Highly purified double‐stranded (ds) RNA was obtained from cortical scrapings of mature canes of vines infected by grapevine leafroll‐associated closterovirus III (GLRaV III) using phenol‐chloroform extraction, chromatography on CF‐11 cellulose minicolumns and enzymatic digestion. Complementary (c) DNA fragments of various lengths, obtained by random priming denatured dsRNA templates, were cloned into the plasmid pUC‐18 at the Smal site in Escherichia coli strain DH5α. Two ³²P‐labelled cDNA clones denoted p16ds (c. 1100 bp) and p23ds (c. 1500 bp) were successfully used as probes for detecting GLRaV III sequences in grapevine extracts from leaves and petioles, or cortical tissues.

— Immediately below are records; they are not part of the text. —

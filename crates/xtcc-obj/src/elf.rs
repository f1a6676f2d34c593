//! ELF32 layout and emission.
//!
//! File order: ELF header, `.text` (literal pool then code, padded to 4),
//! `.rodata` (padded to 4), `.rela.text`, `.symtab`, `.strtab`,
//! `.shstrtab`, then the section header table at the next 4-byte boundary.
//! `.bss` occupies no file bytes but still gets an address right after
//! `.rodata`.
//!
//! Two quirks are load-bearing for downstream tooling and must not be
//! "fixed":
//!
//! * relocation entries are 12 bytes (the `.rela` entsize) but carry only
//!   `r_offset` and `r_info`; the addend word stays zero;
//! * `e_entry` is written with `main`'s address even though the file is
//!   `ET_REL` and linkers ignore the field.

use xtcc_gen::{CompiledUnit, LitKind};

use crate::error::{ObjError, Result};

/// `e_machine` for Xtensa.
pub const EM_XTENSA: u16 = 94;
/// `e_type` for relocatable objects.
pub const ET_REL: u16 = 1;
/// `e_flags` value the ESP32 toolchain expects.
pub const E_FLAGS: u32 = 0x300;

/// Add the section load address to the 32-bit value at the offset.
pub const R_XTENSA_RELATIVE: u32 = 5;
/// Store the referenced symbol's address into the 32-bit slot.
pub const R_XTENSA_JMP_SLOT: u32 = 4;

const SHT_PROGBITS: u32 = 1;
const SHT_SYMTAB: u32 = 2;
const SHT_STRTAB: u32 = 3;
const SHT_RELA: u32 = 4;
const SHT_NOBITS: u32 = 8;

const EHDR_SIZE: u32 = 52;
const SHDR_SIZE: u16 = 40;
const SYM_SIZE: u32 = 16;
const REL_SIZE: u32 = 12;

/// Fixed section name table, including the trailing NUL (53 bytes).
const SHSTRTAB: &[u8] = b"\0.text\0.rodata\0.bss\0.rela\0.symtab\0.strtab\0.shstrtab\0\0";

// Section header indices; also the `sh_link`/`sh_info` cross references.
const SHN_TEXT: u16 = 1;
const SHN_SYMTAB: u32 = 5;
const SHN_STRTAB: u32 = 6;
const SHN_SHSTRTAB: u16 = 7;
const N_SECTIONS: u16 = 8;

/// One section header table entry.
#[derive(Default)]
struct SectionHeader {
    name: u32,
    sh_type: u32,
    flags: u32,
    addr: u32,
    offset: u32,
    size: u32,
    link: u32,
    info: u32,
    addralign: u32,
    entsize: u32,
}

impl SectionHeader {
    fn write_to(&self, out: &mut Vec<u8>) {
        for field in [
            self.name,
            self.sh_type,
            self.flags,
            self.addr,
            self.offset,
            self.size,
            self.link,
            self.info,
            self.addralign,
            self.entsize,
        ] {
            out.extend_from_slice(&field.to_le_bytes());
        }
    }
}

/// Builds the complete object file image for a compiled unit.
pub fn build_object(unit: &CompiledUnit) -> Result<Vec<u8>> {
    let code_start = (unit.lits.len() * 4) as u32;
    let code_size = unit.code.len() as u32;

    // Section placement mirrors emission order; .bss consumes no bytes.
    let text_off = EHDR_SIZE;
    let text_addr = text_off;
    let rodata_off = text_off + align4(code_start + code_size);
    let rodata_addr = rodata_off;
    let bss_off = rodata_off + align4(unit.rodata.len() as u32);
    let bss_addr = bss_off;

    // Symbol table: null symbol, then one global per function.
    let n_syms = unit.funcs.len() as u32 + 1;
    let mut syms = vec![0u8; (n_syms * SYM_SIZE) as usize];
    let mut strtab = vec![0u8];
    for (i, func) in unit.funcs.iter().enumerate() {
        let sym = (i + 1) * SYM_SIZE as usize;
        let name_off = strtab.len() as u32;
        strtab.extend_from_slice(func.name.as_bytes());
        strtab.push(0);
        syms[sym..sym + 4].copy_from_slice(&name_off.to_le_bytes());
        match func.addr {
            Some(addr) => {
                // STB_GLOBAL | STT_FUNC, defined in .text.
                syms[sym + 12] = 0x12;
                syms[sym + 14..sym + 16].copy_from_slice(&SHN_TEXT.to_le_bytes());
                let value = code_start + addr;
                syms[sym + 4..sym + 8].copy_from_slice(&value.to_le_bytes());
            }
            None => {
                // STB_GLOBAL | STT_NOTYPE, undefined.
                syms[sym + 12] = 0x10;
            }
        }
    }

    // Literal slot values and their relocations, in slot order.
    let mut lit_bytes = vec![0u8; code_start as usize];
    let mut rels: Vec<u8> = Vec::new();
    for (i, &(value, kind)) in unit.lits.iter().enumerate() {
        let r_offset = text_addr + (i as u32) * 4;
        let mut slot: u32 = 0;
        match kind {
            LitKind::Int => slot = value as u32,
            LitKind::Str => {
                slot = rodata_addr.wrapping_add(value as u32);
                push_rel(&mut rels, r_offset, R_XTENSA_RELATIVE);
            }
            LitKind::Bss => {
                slot = bss_addr.wrapping_add(value as u32);
                push_rel(&mut rels, r_offset, R_XTENSA_RELATIVE);
            }
            LitKind::Func => {
                let fidx = value as usize;
                match unit.funcs[fidx].addr {
                    Some(addr) => {
                        slot = text_addr + code_start + addr;
                        push_rel(&mut rels, r_offset, R_XTENSA_RELATIVE);
                    }
                    None => {
                        // The slot stays zero; the linker stores the
                        // symbol's address.
                        let info = (((fidx as u32) + 1) << 8) | R_XTENSA_JMP_SLOT;
                        push_rel(&mut rels, r_offset, info);
                    }
                }
            }
        }
        lit_bytes[i * 4..i * 4 + 4].copy_from_slice(&slot.to_le_bytes());
    }
    let rels_size = rels.len() as u32;

    // Resolve every L32R displacement now that the pool layout is fixed.
    let mut code = unit.code.clone();
    for patch in &unit.patches {
        let target = (text_addr + (patch.lit as u32) * 4) as i64;
        let pc = (text_addr + code_start) as i64 + patch.code_off as i64;
        let imm = (target - ((pc + 3) & !3)) >> 2;
        if !(-(1i64 << 15)..0).contains(&imm) {
            return Err(ObjError::DisplacementOutOfRange { lit: patch.lit });
        }
        code[patch.code_off + 1] = imm as u8;
        code[patch.code_off + 2] = (imm >> 8) as u8;
    }

    // Remaining file offsets.
    let rela_off = bss_off;
    let symtab_off = rela_off + align4(rels_size);
    let strtab_off = symtab_off + n_syms * SYM_SIZE;
    let shstrtab_off = strtab_off + strtab.len() as u32;
    let shoff = align4(shstrtab_off + SHSTRTAB.len() as u32);

    // e_entry carries main's address; an undefined or absent main yields
    // the -1 sentinel folded into the address arithmetic.
    let main_addr = unit
        .funcs
        .iter()
        .find(|f| f.name == "main")
        .and_then(|f| f.addr)
        .map(i64::from)
        .unwrap_or(-1);
    let entry_vaddr = (i64::from(text_addr + code_start) + main_addr) as u32;

    let mut out = Vec::with_capacity(shoff as usize + (N_SECTIONS * SHDR_SIZE) as usize);

    // ELF header.
    out.extend_from_slice(&[0x7f, b'E', b'L', b'F', 1, 1, 1, 0, 0, 0, 0, 0, 0, 0, 0, 0]);
    out.extend_from_slice(&ET_REL.to_le_bytes());
    out.extend_from_slice(&EM_XTENSA.to_le_bytes());
    out.extend_from_slice(&1u32.to_le_bytes()); // e_version
    out.extend_from_slice(&entry_vaddr.to_le_bytes());
    out.extend_from_slice(&0u32.to_le_bytes()); // e_phoff
    out.extend_from_slice(&shoff.to_le_bytes());
    out.extend_from_slice(&E_FLAGS.to_le_bytes());
    out.extend_from_slice(&(EHDR_SIZE as u16).to_le_bytes());
    out.extend_from_slice(&0u16.to_le_bytes()); // e_phentsize
    out.extend_from_slice(&0u16.to_le_bytes()); // e_phnum
    out.extend_from_slice(&SHDR_SIZE.to_le_bytes());
    out.extend_from_slice(&N_SECTIONS.to_le_bytes());
    out.extend_from_slice(&SHN_SHSTRTAB.to_le_bytes());

    // .text: literal pool, then code.
    out.extend_from_slice(&lit_bytes);
    out.extend_from_slice(&code);
    pad_to(&mut out, rodata_off);

    out.extend_from_slice(&unit.rodata);
    pad_to(&mut out, rela_off);

    out.extend_from_slice(&rels);
    pad_to(&mut out, symtab_off);

    out.extend_from_slice(&syms);
    out.extend_from_slice(&strtab);
    out.extend_from_slice(SHSTRTAB);
    pad_to(&mut out, shoff);

    // Section header table; entry 0 stays zeroed.
    SectionHeader::default().write_to(&mut out);
    SectionHeader {
        name: 1, // .text
        sh_type: SHT_PROGBITS,
        flags: 6,
        addr: text_addr,
        offset: text_off,
        size: code_start + code_size,
        addralign: 4,
        ..Default::default()
    }
    .write_to(&mut out);
    SectionHeader {
        name: 7, // .rodata
        sh_type: SHT_PROGBITS,
        flags: 2,
        addr: rodata_addr,
        offset: rodata_off,
        size: align4(unit.rodata.len() as u32),
        addralign: 4,
        ..Default::default()
    }
    .write_to(&mut out);
    SectionHeader {
        name: 15, // .bss
        sh_type: SHT_NOBITS,
        flags: 3,
        addr: bss_addr,
        offset: bss_off,
        size: unit.bss_size,
        addralign: 4,
        ..Default::default()
    }
    .write_to(&mut out);
    SectionHeader {
        name: 20, // .rela
        sh_type: SHT_RELA,
        flags: 2,
        offset: rela_off,
        size: rels_size,
        link: SHN_SYMTAB,
        info: SHN_TEXT as u32,
        addralign: 4,
        entsize: REL_SIZE,
        ..Default::default()
    }
    .write_to(&mut out);
    SectionHeader {
        name: 26, // .symtab
        sh_type: SHT_SYMTAB,
        offset: symtab_off,
        size: n_syms * SYM_SIZE,
        link: SHN_STRTAB,
        info: 1, // one local symbol (the null entry)
        addralign: 4,
        entsize: SYM_SIZE,
        ..Default::default()
    }
    .write_to(&mut out);
    SectionHeader {
        name: 34, // .strtab
        sh_type: SHT_STRTAB,
        offset: strtab_off,
        size: strtab.len() as u32,
        addralign: 1,
        ..Default::default()
    }
    .write_to(&mut out);
    SectionHeader {
        name: 42, // .shstrtab
        sh_type: SHT_STRTAB,
        offset: shstrtab_off,
        size: SHSTRTAB.len() as u32,
        addralign: 1,
        ..Default::default()
    }
    .write_to(&mut out);

    Ok(out)
}

fn push_rel(rels: &mut Vec<u8>, r_offset: u32, r_info: u32) {
    rels.extend_from_slice(&r_offset.to_le_bytes());
    rels.extend_from_slice(&r_info.to_le_bytes());
    rels.extend_from_slice(&0u32.to_le_bytes()); // addend word, always zero
}

fn pad_to(out: &mut Vec<u8>, target: u32) {
    while out.len() < target as usize {
        out.push(0);
    }
}

fn align4(x: u32) -> u32 {
    (x + 3) & !3
}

Probe p23ds was virus‐specific and did not hybridize with total RNA from healthy controls, or from vines infected by grapevine leafroll‐associated closterovirus I (GLRaV I), or with genomic RNA from purified grapevine closterovirus A (GVA) and B (GVB). A riboprobe (pGEM23ds) transcribed from p23ds in transcription vector pGEM3zf specifically recognized GLRaV III sequences, but not GLRaV I or GVA sequences, in extracts from differently infected vines. Moreover, in Northern blots, the same probe hybridized also with smaller dsRNA components, which may be replicative forms of subgenomic RNAs.